KENANOĞLU: DARBELERE KARŞI DEMOKRASİ 
 
Partinin bir diğer İstanbul Milletvekili Ali Kenanoğlu ise, düzenleyecekleri yürüyüşün “demokrasi mücadelesi ve ortaklaşma çağrısı üzerine kurulmuş” 3 aylık bir eylem planı olduğunu ifade etti. Bu süreç boyunca darbelere karşı demokrasinin ön plana çıkacağını söyleyen Kenanoğlu, “Bu eylem planı çerçevesinde bir kanadı Edirne, bir kanadı da Hakkari’den başlayacak olan bir yürüyüş düzenlenecek. Bu yürüyüş Türkiye’nin içerisinde bulunduğu, toplumun, siyasi partilerin, demokratik kurum ve kuruluşların baskı altına alındığı, özellikle pandemi sürecine mal edilerek her türlü demokratik mücadelenin geriletildiği, insanların kapının önüne dahi çıkmasının önüne geçildiği, çıkanların da polis ve bekçi şiddetine maruz kaldığı bir ortamda hak arama mücadelesi olarak yapılacak. Yine sadece Meclis’teki konuşmalarla bu baskı ortamının geriletilemeyeceği, bu işin halkla, demokratik sivil toplum kuruluşlarıyla, vicdan sahibi tüm insanlarla bu zalime, zulme, baskıya, antidemokratik uygulamalara ve darbelere karşı durulabileceğini göstermek amacıyla bu eylem planı kararı alındı” diye konuştu.
 
‘NORMALLEŞMEYE İHTİYAÇ VAR’
 
Kenanoğlu, çıkardıkları eylem planının 20 Haziran’da sonlandırılacak yürüyüşle sınırlı olmadığını özellikle vurguladı. 1 Eylül Dünya Barış Günü’ne kadar çeşitli eylem ve etkinlikler yapacaklarını dile getiren Kenanoğlu, şunları belirtti: “Şimdi sağlık açısından bir normalleşmeden söz ediyorlar ancak Türkiye’nin öncelikle yönetsel anlamda bir normalleşmeye ihtiyacı olduğunu düşünüyoruz. Türkiye şuan ötekileştirme ve karşıtlık üzerinden yine ülkeyi germe yöntemiyle idare ediliyor. Tabi bu ekonomik ve yönetsel anlamdaki sıkışmışlığın bir sonucu olarak ortaya çıkıyor. Biz buna alternatif oluşturmak amacıyla bu yürüyüşü düzenliyoruz.
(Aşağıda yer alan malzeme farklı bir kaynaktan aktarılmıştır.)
//! Fixtures shared by the integration tests: scratch folders, minimal DOCX
//! packages, small PDFs and a converter that needs no office suite.

#![allow(dead_code)]

use async_trait::async_trait;
use camino::{Utf8Path, Utf8PathBuf};
use docflow::services::{ConversionError, DocumentConverter};
use lopdf::{Document, Object, Stream, dictionary};
use std::fs::{self, File};
use std::io::{Read, Write};
use std::sync::atomic::{AtomicUsize, Ordering};
use std::time::Duration;
use tempfile::TempDir;
use tokio::sync::watch;
use zip::write::SimpleFileOptions;
use zip::{CompressionMethod, ZipArchive, ZipWriter};

pub const IMAGE_BYTES: &[u8] = &[0x89, b'P', b'N', b'G', 0, 1, 2, 3, 4, 5];

/// Temporary folder tree removed on drop
pub struct Workspace {
    _guard: TempDir,
    pub root: Utf8PathBuf,
}

impl Workspace {
    pub fn new() -> Self {
        let guard = TempDir::new().unwrap();
        let root = Utf8PathBuf::try_from(guard.path().to_path_buf()).unwrap();
        Self {
            _guard: guard,
            root,
        }
    }

    /// Create (if needed) and return a sub-folder
    pub fn dir(&self, name: &str) -> Utf8PathBuf {
        let path = self.root.join(name);
        fs::create_dir_all(&path).unwrap();
        path
    }

    pub fn entries(&self, name: &str) -> usize {
        fs::read_dir(self.root.join(name)).unwrap().count()
    }
}

/// `<w:p>` with one run per text fragment
pub fn paragraph(runs: &[&str]) -> String {
    let runs: String = runs
        .iter()
        .map(|text| format!(r#"<w:r><w:t xml:space="preserve">{text}</w:t></w:r>"#))
        .collect();
    format!("<w:p>{runs}</w:p>")
}

/// `<w:r>` holding a text box with `paragraphs`, in both the drawing and
/// the legacy VML branch the way Word writes it
pub fn text_box(paragraphs: &str) -> String {
    format!(
        concat!(
            r#"<w:r><mc:AlternateContent><mc:Choice Requires="wps"><w:drawing><wp:anchor><a:graphic><a:graphicData>"#,
            r#"<wps:wsp><wps:txbx><w:txbxContent>{0}</w:txbxContent></wps:txbx></wps:wsp>"#,
            r#"</a:graphicData></a:graphic></wp:anchor></w:drawing></mc:Choice><mc:Fallback>"#,
            r#"<w:pict><v:shape><v:textbox><w:txbxContent>{0}</w:txbxContent></v:textbox></v:shape></w:pict>"#,
            r#"</mc:Fallback></mc:AlternateContent></w:r>"#,
        ),
        paragraphs
    )
}

/// Footer paragraph "Page N of M" built from a simple and a complex field
pub fn page_field_footer(label: &str) -> String {
    format!(
        concat!(
            r#"<w:p><w:r><w:t xml:space="preserve">{} </w:t></w:r>"#,
            r#"<w:fldSimple w:instr=" PAGE "><w:r><w:rPr><w:sz w:val="16"/></w:rPr><w:t>1</w:t></w:r></w:fldSimple>"#,
            r#"<w:r><w:t xml:space="preserve"> of </w:t></w:r>"#,
            r#"<w:r><w:fldChar w:fldCharType="begin"/></w:r>"#,
            r#"<w:r><w:instrText xml:space="preserve"> NUMPAGES </w:instrText></w:r>"#,
            r#"<w:r><w:fldChar w:fldCharType="separate"/></w:r>"#,
            r#"<w:r><w:t>2</w:t></w:r>"#,
            r#"<w:r><w:fldChar w:fldCharType="end"/></w:r></w:p>"#,
        ),
        label
    )
}

fn part(root: &str, content: &str) -> String {
    format!(
        r#"<?xml version="1.0" encoding="UTF-8" standalone="yes"?><w:{root} xmlns:w="http://schemas.openxmlformats.org/wordprocessingml/2006/main">{content}</w:{root}>"#
    )
}

/// Write a DOCX package with a body, one header, one footer and an image
pub fn write_docx(path: &Utf8Path, body: &str, header: &str, footer: &str) {
    let file = File::create(path).unwrap();
    let mut writer = ZipWriter::new(file);
    let deflated = SimpleFileOptions::default().compression_method(CompressionMethod::Deflated);
    let stored = SimpleFileOptions::default().compression_method(CompressionMethod::Stored);

    let entries = [
        (
            "[Content_Types].xml",
            r#"<?xml version="1.0" encoding="UTF-8"?><Types xmlns="http://schemas.openxmlformats.org/package/2006/content-types"/>"#.to_string(),
        ),
        ("word/document.xml", part("document", &format!("<w:body>{body}</w:body>"))),
        ("word/header1.xml", part("hdr", header)),
        ("word/footer1.xml", part("ftr", footer)),
    ];
    for (name, content) in entries {
        writer.start_file(name, deflated).unwrap();
        writer.write_all(content.as_bytes()).unwrap();
    }

    writer.start_file("word/media/image1.png", stored).unwrap();
    writer.write_all(IMAGE_BYTES).unwrap();
    writer.finish().unwrap();
}

/// Raw bytes of one package entry
pub fn read_entry(path: &Utf8Path, name: &str) -> Vec<u8> {
    let mut archive = ZipArchive::new(File::open(path).unwrap()).unwrap();
    let mut entry = archive.by_name(name).unwrap();
    let mut bytes = Vec::new();
    entry.read_to_end(&mut bytes).unwrap();
    bytes
}

pub fn read_part(path: &Utf8Path, name: &str) -> String {
    String::from_utf8(read_entry(path, name)).unwrap()
}

pub fn entry_names(path: &Utf8Path) -> Vec<String> {
    let archive = ZipArchive::new(File::open(path).unwrap()).unwrap();
    archive.file_names().map(str::to_string).collect()
}

/// Minimal PDF with `page_count` pages
pub fn write_pdf(path: &Utf8Path, page_count: usize) {
    let mut doc = Document::with_version("1.5");
    let pages_id = doc.new_object_id();
    let font_id = doc.add_object(dictionary! {
        "Type" => "Font",
        "Subtype" => "Type1",
        "BaseFont" => "Helvetica",
    });

    let mut kids = Vec::new();
    for index in 0..page_count {
        let content = format!("BT /F1 18 Tf 72 720 Td (Page {index}) Tj ET");
        let content_id = doc.add_object(Stream::new(dictionary! {}, content.into_bytes()));
        let page_id = doc.add_object(dictionary! {
            "Type" => "Page",
            "Parent" => pages_id,
            "Contents" => content_id,
            "Resources" => dictionary! { "Font" => dictionary! { "F1" => font_id } },
            "MediaBox" => vec![
                Object::Integer(0),
                Object::Integer(0),
                Object::Integer(612),
                Object::Integer(792),
            ],
        });
        kids.push(Object::Reference(page_id));
    }

    doc.objects.insert(
        pages_id,
        Object::Dictionary(dictionary! {
            "Type" => "Pages",
            "Kids" => kids,
            "Count" => page_count as i64,
        }),
    );
    let catalog_id = doc.add_object(dictionary! {
        "Type" => "Catalog",
        "Pages" => pages_id,
    });
    doc.trailer.set("Root", catalog_id);
    doc.save(path).unwrap();
}

pub fn page_count(path: &Utf8Path) -> usize {
    Document::load(path).unwrap().get_pages().len()
}

/// Converter that writes a one-page PDF instead of running an office suite.
///
/// Tracks how many conversions run at once, can fail for one source name and
/// can request cancellation on its first call.
#[derive(Default)]
pub struct FakeConverter {
    pub fail_on: Option<String>,
    pub delay: Duration,
    pub cancel_on_first: Option<watch::Sender<bool>>,
    pub calls: AtomicUsize,
    pub active: AtomicUsize,
    pub peak: AtomicUsize,
}

impl FakeConverter {
    pub fn new() -> Self {
        Self::default()
    }

    pub fn failing_on(name: &str) -> Self {
        Self {
            fail_on: Some(name.to_string()),
            ..Self::default()
        }
    }

    pub fn with_delay(delay: Duration) -> Self {
        Self {
            delay,
            ..Self::default()
        }
    }
}

#[async_trait]
impl DocumentConverter for FakeConverter {
    async fn ensure_available(&self) -> Result<(), ConversionError> {
        Ok(())
    }

    async fn convert(
        &self,
        source: &Utf8Path,
        out_dir: &Utf8Path,
    ) -> Result<Utf8PathBuf, ConversionError> {
        let call = self.calls.fetch_add(1, Ordering::SeqCst);
        let now = self.active.fetch_add(1, Ordering::SeqCst) + 1;
        self.peak.fetch_max(now, Ordering::SeqCst);

        if !self.delay.is_zero() {
            tokio::time::sleep(self.delay).await;
        }
        self.active.fetch_sub(1, Ordering::SeqCst);

        if call == 0 {
            if let Some(cancel) = &self.cancel_on_first {
                cancel.send(true).unwrap();
            }
        }

        let name = source.file_name().unwrap_or_default();
        if self.fail_on.as_deref().is_some_and(|fail| name.contains(fail)) {
            return Err(ConversionError::Failed {
                source_name: name.to_string(),
                code: Some(1),
                stderr: "source file could not be loaded".to_string(),
            });
        }

        let pdf = out_dir.join(format!("{}.pdf", source.file_stem().unwrap_or("out")));
        write_pdf(&pdf, 1);
        Ok(pdf)
    }
}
Bu yürüyüş sadece darbeye karşı yapılan bir yürüyüş değil. Aynı zamanda Türkiye’de bu iktidara AKP-MHP faşizan bloğuna karşı da alternatif üretebilmek adına düzenlenmiş bir yürüyüştür.” 
 
HERKESE GÖREVLER DÜŞÜYOR
 
Toplumun yeniden sokakta olması ve hak mücadelesine buradan devam etmesi gerektiğini belirten Kenanoğlu, pandemi süreci ve ondan önceki OHAL süreci boyunca buna izin verilmediğini kaydetti. Bu anlamıyla Türkiye’nin normale dönmesini istediklerini söyleyen Kenanoğlu, “Sadece alışveriş merkezlerinin, marketlerin ve bakkalların açılmasıyla Türkiye normale dönmez. Türkiye’nin normale dönmesi insanların hak ve özgürlüklerini kullanmaya başlamasıyla olacaktır. Bu anlamıyla sadece bizlere değil, Türkiye’deki tüm vicdan sahibi insanlara, haktan hukuktan yana olan herkese bulunduğu alanlarda darbeye karşı durmak ve ses yükseltmek konusunda görev düşüyor. Niyetimiz budur” dedi.
 
‘SOKAĞA ÇIKMAMIZDAN ÜRKÜYORLAR’
 
İktidarın yürüyüşlerinden koktuğunu da dile getiren Kenanoğlu, bu duruma ilişkin “Bu iktidar sokağa üç kişinin çıkmasından korkuyor. Üç kişi yan yana geldiğinde sokakta bir sosyal patlama olacağından korkuyorlar. Çünkü insanların evlerine ekmek götüremez hale getirildi. Buradan kaynaklı AKP-MHP faşizan bloku sokağa çıkma olasılığından bile ürküyor. Bu yüzden ellerinden geldiğince de tehditlerini savuruyorlar. Devletin bütün olanaklarını da kullanabilirler. Ama biz bütün toplumsal kesimlerin bunu anlaması ve algılaması gerektiğini ifade ediyoruz. Artık Türkiye’de demokratik söz söyleme açısından da normalleşme ihtiyacı var. Bunun adımını atıyoruz”  ifadelerini kullandı.